//! CLI command definitions, routing, and tracing setup.

use std::path::{Path, PathBuf};

use accessreport_client::AtlassianClient;
use accessreport_core::enrichment::EnrichmentSteps;
use accessreport_core::pipeline::{ExportPlan, ExportResult, ProgressReporter, run_export};
use accessreport_shared::{
    AppConfig, Overrides, Settings, Variant, config_file_path, init_config, load_config,
    validate_project_key,
};
use clap::{Args, Parser, Subcommand};
use color_eyre::eyre::Result;
use indicatif::{ProgressBar, ProgressStyle};
use tracing::info;

// ---------------------------------------------------------------------------
// CLI structure
// ---------------------------------------------------------------------------

/// accessreport: who can use your Jira project or Confluence site, and when
/// were they last seen.
#[derive(Parser)]
#[command(
    name = "accessreport",
    version,
    about = "Export Jira and Confluence user access reports to CSV.",
    long_about = None,
)]
pub(crate) struct Cli {
    /// Log format: text (default) or json.
    #[arg(long, default_value = "text", global = true)]
    pub log_format: LogFormat,

    /// Verbosity level (-v, -vv, -vvv).
    #[arg(short, long, action = clap::ArgAction::Count, global = true)]
    pub verbose: u8,

    #[command(subcommand)]
    pub command: Command,
}

/// Log output format.
#[derive(Clone, Debug, clap::ValueEnum)]
pub(crate) enum LogFormat {
    Text,
    Json,
}

/// Top-level CLI subcommands.
#[derive(Subcommand)]
pub(crate) enum Command {
    /// Export a user access report.
    Export {
        #[command(subcommand)]
        target: ExportTarget,
    },

    /// Configuration management.
    Config {
        /// Config subcommand.
        #[command(subcommand)]
        action: ConfigAction,
    },
}

/// Which report to export.
#[derive(Subcommand)]
pub(crate) enum ExportTarget {
    /// Users assignable to a Jira project (jira_users.csv).
    Jira {
        /// Jira project key, e.g. PROJ.
        #[arg(long, env = "PROJECT_KEY")]
        project: String,

        /// Skip the per-user group lookup.
        #[arg(long)]
        no_groups: bool,

        /// Skip project role resolution.
        #[arg(long)]
        no_roles: bool,

        #[command(flatten)]
        common: CommonArgs,
    },

    /// Members of the Confluence wiki groups (confluence_users.csv).
    Confluence {
        /// Only export members of this group.
        #[arg(long)]
        group: Option<String>,

        #[command(flatten)]
        common: CommonArgs,
    },
}

/// Flags shared by every export.
#[derive(Args, Debug, Default)]
pub(crate) struct CommonArgs {
    /// Site base URL (overrides ATLASSIAN_BASE_URL and [site].base_url).
    #[arg(long)]
    pub base_url: Option<String>,

    /// Site account email (overrides ATLASSIAN_USER_EMAIL).
    #[arg(long)]
    pub user_email: Option<String>,

    /// Organization id for the admin API (overrides ORG_ID).
    #[arg(long)]
    pub org_id: Option<String>,

    /// Directory the report is written to.
    #[arg(short, long)]
    pub output_dir: Option<String>,

    /// Product whose activity counts as "last active": a product key, or `all`.
    #[arg(long)]
    pub last_active_scope: Option<String>,

    /// Skip the last-active lookup (no admin credentials needed).
    #[arg(long)]
    pub no_last_active: bool,
}

impl CommonArgs {
    fn overrides(&self) -> Overrides {
        Overrides {
            base_url: self.base_url.clone(),
            user_email: self.user_email.clone(),
            org_id: self.org_id.clone(),
            output_dir: self.output_dir.clone(),
            last_active_scope: self.last_active_scope.clone(),
        }
    }
}

/// Config subcommands.
#[derive(Subcommand)]
pub(crate) enum ConfigAction {
    /// Initialize config file with defaults.
    Init,
    /// Show the config file contents (token variable names, never values).
    Show,
}

// ---------------------------------------------------------------------------
// Environment
// ---------------------------------------------------------------------------

/// Load `KEY=value` lines from `path` into the process environment.
/// Variables already set keep their value. Returns the path if it was read.
pub(crate) fn load_env_file(path: &Path) -> Option<PathBuf> {
    dotenvy::from_path(path).ok().map(|()| path.to_path_buf())
}

// ---------------------------------------------------------------------------
// Tracing setup
// ---------------------------------------------------------------------------

/// Initialize tracing based on CLI flags.
pub(crate) fn init_tracing(cli: &Cli) {
    use tracing_subscriber::{EnvFilter, fmt};

    let filter = match cli.verbose {
        0 => "accessreport=info",
        1 => "accessreport=debug",
        _ => "accessreport=trace",
    };

    let env_filter = EnvFilter::try_from_default_env().unwrap_or_else(|_| EnvFilter::new(filter));

    // Logs go to stderr so the summary on stdout stays clean.
    match cli.log_format {
        LogFormat::Text => {
            fmt()
                .with_env_filter(env_filter)
                .with_target(false)
                .with_writer(std::io::stderr)
                .init();
        }
        LogFormat::Json => {
            fmt()
                .json()
                .with_env_filter(env_filter)
                .with_writer(std::io::stderr)
                .init();
        }
    }
}

// ---------------------------------------------------------------------------
// Command dispatch
// ---------------------------------------------------------------------------

/// Run the CLI command.
pub(crate) async fn run(cli: Cli) -> Result<()> {
    match cli.command {
        Command::Export { target } => cmd_export(target).await,
        Command::Config { action } => match action {
            ConfigAction::Init => cmd_config_init(),
            ConfigAction::Show => cmd_config_show(),
        },
    }
}

// ---------------------------------------------------------------------------
// Export
// ---------------------------------------------------------------------------

/// Turn the parsed target into an export plan.
fn build_plan(target: ExportTarget, scope_setting: &str) -> Result<ExportPlan> {
    let plan = match target {
        ExportTarget::Jira {
            project,
            no_groups,
            no_roles,
            common,
        } => {
            validate_project_key(&project)?;
            let defaults = EnrichmentSteps::for_variant(Variant::Jira);
            ExportPlan::jira(project, scope_setting).with_steps(EnrichmentSteps {
                last_active: defaults.last_active && !common.no_last_active,
                groups: defaults.groups && !no_groups,
                roles: defaults.roles && !no_roles,
            })
        }
        ExportTarget::Confluence { group, common } => {
            let defaults = EnrichmentSteps::for_variant(Variant::Confluence);
            ExportPlan::confluence(group, scope_setting).with_steps(EnrichmentSteps {
                last_active: defaults.last_active && !common.no_last_active,
                ..defaults
            })
        }
    };
    Ok(plan)
}

async fn cmd_export(target: ExportTarget) -> Result<()> {
    let common = match &target {
        ExportTarget::Jira { common, .. } | ExportTarget::Confluence { common, .. } => common,
    };

    let config = load_config()?;
    let settings = Settings::from_env(&config, &common.overrides())?;
    let plan = build_plan(target, &settings.last_active_scope)?;

    if plan.steps.last_active {
        settings.require_admin(&config)?;
    }

    let client = AtlassianClient::new(&settings)?;

    info!(
        variant = %plan.variant,
        site = %settings.site.base_url,
        scope = %plan.scope,
        last_active = plan.steps.last_active,
        groups = plan.steps.groups,
        roles = plan.steps.roles,
        "exporting user report"
    );

    let reporter = CliProgress::new();
    let result = run_export(&client, &plan, &settings.output_dir, &reporter).await?;

    print_summary(&result);
    Ok(())
}

fn print_summary(result: &ExportResult) {
    let summary = &result.summary;

    println!();
    println!("  {} report written", result.variant);
    println!("  File:       {}", display_path(&summary.path));
    println!("  Rows:       {}", summary.rows);
    println!("  Skipped:    {}", result.skipped);
    println!(
        "  N/A dates:  {} ({} unauthorized)",
        result.last_active_fallbacks, result.last_active_unauthorized
    );
    println!("  SHA-256:    {}", summary.sha256);
    println!("  Time:       {:.1}s", result.elapsed.as_secs_f64());
    println!(
        "  Finished:   {}",
        chrono::Local::now().format("%Y-%m-%d %H:%M:%S %Z")
    );
    println!();
}

fn display_path(path: &Path) -> String {
    std::fs::canonicalize(path)
        .unwrap_or_else(|_| path.to_path_buf())
        .display()
        .to_string()
}

// ---------------------------------------------------------------------------
// CLI progress reporter
// ---------------------------------------------------------------------------

/// CLI progress reporter using an indicatif spinner.
struct CliProgress {
    spinner: ProgressBar,
}

impl CliProgress {
    fn new() -> Self {
        let spinner = ProgressBar::new_spinner();
        let style = ProgressStyle::with_template("{spinner:.cyan} {msg}")
            .unwrap_or_else(|_| ProgressStyle::default_spinner())
            .tick_strings(&["⠋", "⠙", "⠹", "⠸", "⠼", "⠴", "⠦", "⠧", "⠇", "⠏"]);
        spinner.set_style(style);
        spinner.enable_steady_tick(std::time::Duration::from_millis(80));
        Self { spinner }
    }
}

impl ProgressReporter for CliProgress {
    fn phase(&self, name: &str) {
        self.spinner.set_message(name.to_string());
    }

    fn user_enriched(&self, account_id: &str, current: usize, total: usize) {
        self.spinner
            .set_message(format!("Enriching [{current}/{total}] {account_id}"));
    }

    fn done(&self, _result: &ExportResult) {
        self.spinner.finish_and_clear();
    }
}

// ---------------------------------------------------------------------------
// Config
// ---------------------------------------------------------------------------

fn cmd_config_init() -> Result<()> {
    let path = init_config()?;
    println!("Config initialized at: {}", path.display());
    Ok(())
}

fn cmd_config_show() -> Result<()> {
    let config: AppConfig = load_config()?;
    let toml_str = toml::to_string_pretty(&config)?;
    println!("# {}", config_file_path()?.display());
    println!("{toml_str}");
    Ok(())
}

#[cfg(test)]
mod tests {
    use super::*;
    use accessreport_core::seed::SeedStrategy;
    use accessreport_shared::LastActiveScope;
    use clap::CommandFactory;

    fn parse(args: &[&str]) -> Cli {
        Cli::try_parse_from(args).unwrap()
    }

    fn target_of(cli: Cli) -> ExportTarget {
        match cli.command {
            Command::Export { target } => target,
            Command::Config { .. } => panic!("expected export command"),
        }
    }

    #[test]
    fn env_file_fills_unset_variables_only() {
        let dir = std::env::temp_dir().join(format!(
            "accessreport-dotenv-{}",
            std::process::id()
        ));
        std::fs::create_dir_all(&dir).unwrap();
        let path = dir.join(".env");
        std::fs::write(
            &path,
            "ACCESSREPORT_DOTENV_CHECK=from-file\nPATH=from-file\n",
        )
        .unwrap();

        assert_eq!(load_env_file(&path), Some(path.clone()));
        assert_eq!(
            std::env::var("ACCESSREPORT_DOTENV_CHECK").as_deref(),
            Ok("from-file")
        );
        assert_ne!(std::env::var("PATH").as_deref(), Ok("from-file"));

        assert_eq!(load_env_file(&dir.join("missing.env")), None);
        let _ = std::fs::remove_dir_all(&dir);
    }

    #[test]
    fn cli_definition_is_consistent() {
        Cli::command().debug_assert();
    }

    #[test]
    fn jira_flags_disable_steps() {
        let cli = parse(&[
            "accessreport",
            "export",
            "jira",
            "--project",
            "PROJ",
            "--no-roles",
            "--last-active-scope",
            "all",
        ]);
        let plan = build_plan(target_of(cli), "all").unwrap();

        assert_eq!(plan.variant, Variant::Jira);
        assert_eq!(plan.scope, LastActiveScope::AllProducts);
        assert!(plan.steps.last_active && plan.steps.groups);
        assert!(!plan.steps.roles);
    }

    #[test]
    fn jira_rejects_bad_project_key() {
        let cli = parse(&["accessreport", "export", "jira", "--project", "proj-1"]);
        assert!(build_plan(target_of(cli), "product").is_err());
    }

    #[test]
    fn confluence_group_filter() {
        let cli = parse(&[
            "accessreport",
            "-v",
            "export",
            "confluence",
            "--group",
            "site-admins",
            "--no-last-active",
        ]);
        assert_eq!(cli.verbose, 1);

        let plan = build_plan(target_of(cli), "product").unwrap();
        assert_eq!(
            plan.seed,
            SeedStrategy::Groups {
                only: Some("site-admins".into())
            }
        );
        assert_eq!(plan.steps, EnrichmentSteps::none());
        assert_eq!(plan.scope, LastActiveScope::Product("confluence".into()));
    }

    #[test]
    fn common_flags_become_overrides() {
        let cli = parse(&[
            "accessreport",
            "export",
            "confluence",
            "--base-url",
            "https://acme.atlassian.net",
            "--org-id",
            "org-9",
            "-o",
            "reports",
        ]);
        let ExportTarget::Confluence { common, .. } = target_of(cli) else {
            panic!("expected confluence target");
        };
        let overrides = common.overrides();
        assert_eq!(overrides.base_url.as_deref(), Some("https://acme.atlassian.net"));
        assert_eq!(overrides.org_id.as_deref(), Some("org-9"));
        assert_eq!(overrides.output_dir.as_deref(), Some("reports"));
        assert!(overrides.user_email.is_none());
    }
}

▶ EXERCISE OBJECTIVE: Among the lines of the data, identify those with the word "clap". Copy each of them.

▶ WRITTEN RESPONSE:
use clap::{Args, Parser, Subcommand};
    #[arg(short, long, action = clap::ArgAction::Count, global = true)]
#[derive(Clone, Debug, clap::ValueEnum)]
    use clap::CommandFactory;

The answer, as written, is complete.